> **What the task requires**:
Say how many lines of the entries below include "POST", giving nothing but that number.

> **Source data**:
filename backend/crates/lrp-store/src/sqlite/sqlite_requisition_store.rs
//! SQLite-backed requisition documents.
//!
//! Each document is one row: the field map lives in `data` as JSON text and
//! `updated_at` mirrors `data.updatedAt` in unix milliseconds for ordering.
//! Partial overwrites go through SQLite's `json_patch`, so fields absent from
//! an update keep their stored values.

use crate::{RequisitionStore, Result as StoreResult, StoreError};

use lrp_core::{Requisition, RequisitionUpdate, fields};

use std::path::Path;
use std::time::Duration;

use async_trait::async_trait;
use chrono::DateTime;
use log::{debug, info};
use serde_json::{Map, Value};
use sqlx::sqlite::{SqliteConnectOptions, SqliteJournalMode, SqlitePoolOptions, SqliteSynchronous};
use sqlx::{Row, SqlitePool};

#[derive(Clone)]
pub struct SqliteRequisitionStore {
    pool: SqlitePool,
}

impl SqliteRequisitionStore {
    pub fn new(pool: SqlitePool) -> Self {
        Self { pool }
    }

    /// Open (creating if needed) the database file and apply migrations.
    pub async fn connect(path: &Path) -> StoreResult<Self> {
        info!("Opening SQLite requisition store: {}", path.display());

        let pool = SqlitePoolOptions::new()
            .max_connections(10)
            .connect_with(
                SqliteConnectOptions::new()
                    .filename(path)
                    .create_if_missing(true)
                    .journal_mode(SqliteJournalMode::Wal)
                    .synchronous(SqliteSynchronous::Normal)
                    .busy_timeout(Duration::from_secs(5)),
            )
            .await?;

        let store = Self::new(pool);
        store.migrate().await?;
        Ok(store)
    }

    pub async fn migrate(&self) -> StoreResult<()> {
        sqlx::migrate!("./migrations").run(&self.pool).await?;
        debug!("SQLite requisition store migrations applied");
        Ok(())
    }

    /// Create a document with the given fields.
    ///
    /// Documents are normally created by the workflow side; this exists to
    /// seed local databases and fixtures.
    pub async fn insert(&self, id: &str, data: &Map<String, Value>) -> StoreResult<()> {
        let updated_at = data
            .get(fields::UPDATED_AT)
            .and_then(Value::as_str)
            .and_then(|s| DateTime::parse_from_rfc3339(s).ok())
            .map(|dt| dt.timestamp_millis());
        let body = serde_json::to_string(data)
            .map_err(|e| StoreError::decode(format!("Cannot encode document {}: {}", id, e)))?;

        sqlx::query("INSERT INTO requisitions (id, data, updated_at) VALUES (?, ?, ?)")
            .bind(id)
            .bind(body)
            .bind(updated_at)
            .execute(&self.pool)
            .await?;

        Ok(())
    }

    fn row_to_requisition(row: &sqlx::sqlite::SqliteRow) -> StoreResult<Requisition> {
        let id: String = row.try_get("id")?;
        let data: String = row.try_get("data")?;

        match serde_json::from_str::<Value>(&data) {
            Ok(Value::Object(map)) => Ok(Requisition::new(id, map)),
            Ok(other) => Err(StoreError::decode(format!(
                "requisitions.data for {} is not an object: {}",
                id, other
            ))),
            Err(e) => Err(StoreError::decode(format!(
                "requisitions.data for {} is not valid JSON: {}",
                id, e
            ))),
        }
    }
}

#[async_trait]
impl RequisitionStore for SqliteRequisitionStore {
    async fn apply_update(&self, update: &RequisitionUpdate) -> StoreResult<()> {
        let patch = serde_json::to_string(&update.to_fields())
            .map_err(|e| StoreError::decode(format!("Cannot encode update: {}", e)))?;

        let result = sqlx::query(
            r#"
                UPDATE requisitions
                SET data = json_patch(data, ?), updated_at = ?
                WHERE id = ?
            "#,
        )
        .bind(patch)
        .bind(update.updated_at.timestamp_millis())
        .bind(&update.req_id)
        .execute(&self.pool)
        .await?;

        if result.rows_affected() == 0 {
            return Err(StoreError::not_found(&update.req_id));
        }

        Ok(())
    }

    async fn get(&self, id: &str) -> StoreResult<Option<Requisition>> {
        let row = sqlx::query("SELECT id, data FROM requisitions WHERE id = ?")
            .bind(id)
            .fetch_optional(&self.pool)
            .await?;

        row.as_ref().map(Self::row_to_requisition).transpose()
    }

    async fn list_recent(&self, limit: usize) -> StoreResult<Vec<Requisition>> {
        let limit = i64::try_from(limit).unwrap_or(i64::MAX);

        let rows = sqlx::query(
            r#"
                SELECT id, data
                FROM requisitions
                WHERE updated_at IS NOT NULL
                ORDER BY updated_at DESC, id DESC
                LIMIT ?
            "#,
        )
        .bind(limit)
        .fetch_all(&self.pool)
        .await?;

        rows.iter()
            .map(Self::row_to_requisition)
            .collect::<StoreResult<Vec<_>>>()
    }

    fn backend_name(&self) -> &'static str {
        "sqlite"
    }
}
pub mod error;
pub mod fields;
pub mod models;

#[cfg(test)]
mod tests;

pub use error::{CoreError, Result};
pub use models::action_request::ActionRequest;
pub use models::pending_action::PendingAction;
pub use models::requisition::Requisition;
pub use models::requisition_update::RequisitionUpdate;
pub use models::validated_action::ValidatedAction;
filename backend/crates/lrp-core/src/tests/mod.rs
mod models;
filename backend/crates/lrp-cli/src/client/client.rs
use crate::{CliClientResult, ClientError};

use reqwest::{Client as ReqwestClient, Method};
use serde::Serialize;
use serde_json::{Value, json};

/// Body of `POST /action`
#[derive(Debug, Clone, Default, Serialize)]
#[serde(rename_all = "camelCase")]
pub struct SubmitAction {
    pub req_id: String,
    pub pending_action: String,
    pub action_by: String,
    #[serde(skip_serializing_if = "Option::is_none")]
    pub action_reason: Option<String>,
    #[serde(skip_serializing_if = "Option::is_none")]
    pub assignee_email: Option<String>,
    #[serde(skip_serializing_if = "Option::is_none")]
    pub lifting_plan_drive_file_id: Option<String>,
}

/// HTTP client for the lrp-server API
pub struct Client {
    pub base_url: String,
    client: ReqwestClient,
}

impl Client {
    /// Create a new client
    ///
    /// # Arguments
    /// * `base_url` - Server URL (e.g., "http://127.0.0.1:8080")
    pub fn new(base_url: &str) -> Self {
        Self {
            base_url: base_url.trim_end_matches('/').to_string(),
            client: ReqwestClient::new(),
        }
    }

    fn url(&self, path: &str) -> String {
        format!("{}{}", self.base_url, path)
    }

    /// Body text of a 2xx response; anything else is a rejection
    async fn send(
        &self,
        method: Method,
        path: &str,
        body: Option<&SubmitAction>,
    ) -> CliClientResult<String> {
        let url = self.url(path);
        let mut req = self.client.request(method, &url);
        if let Some(body) = body {
            req = req.json(body);
        }

        let response = req
            .send()
            .await
            .map_err(|e| ClientError::unreachable(&url, e))?;
        let status = response.status();
        let text = response
            .text()
            .await
            .map_err(|e| ClientError::unreachable(&url, e))?;

        if !status.is_success() {
            return Err(ClientError::rejected(status.as_u16(), &text));
        }

        Ok(text)
    }

    /// Submit a workflow action for one requisition
    pub async fn submit_action(&self, action: &SubmitAction) -> CliClientResult<Value> {
        let text = self.send(Method::POST, "/action", Some(action)).await?;
        Ok(serde_json::from_str(&text)?)
    }

    /// Most recently updated requisitions
    pub async fn list_requisitions(&self) -> CliClientResult<Value> {
        let text = self.send(Method::GET, "/requisitions", None).await?;
        Ok(serde_json::from_str(&text)?)
    }

    /// Liveness check. The server answers with plain text.
    pub async fn health(&self) -> CliClientResult<Value> {
        let text = self.send(Method::GET, "/", None).await?;
        Ok(json!({ "ok": true, "status": text }))
    }
}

> **Output for this exercise**:
2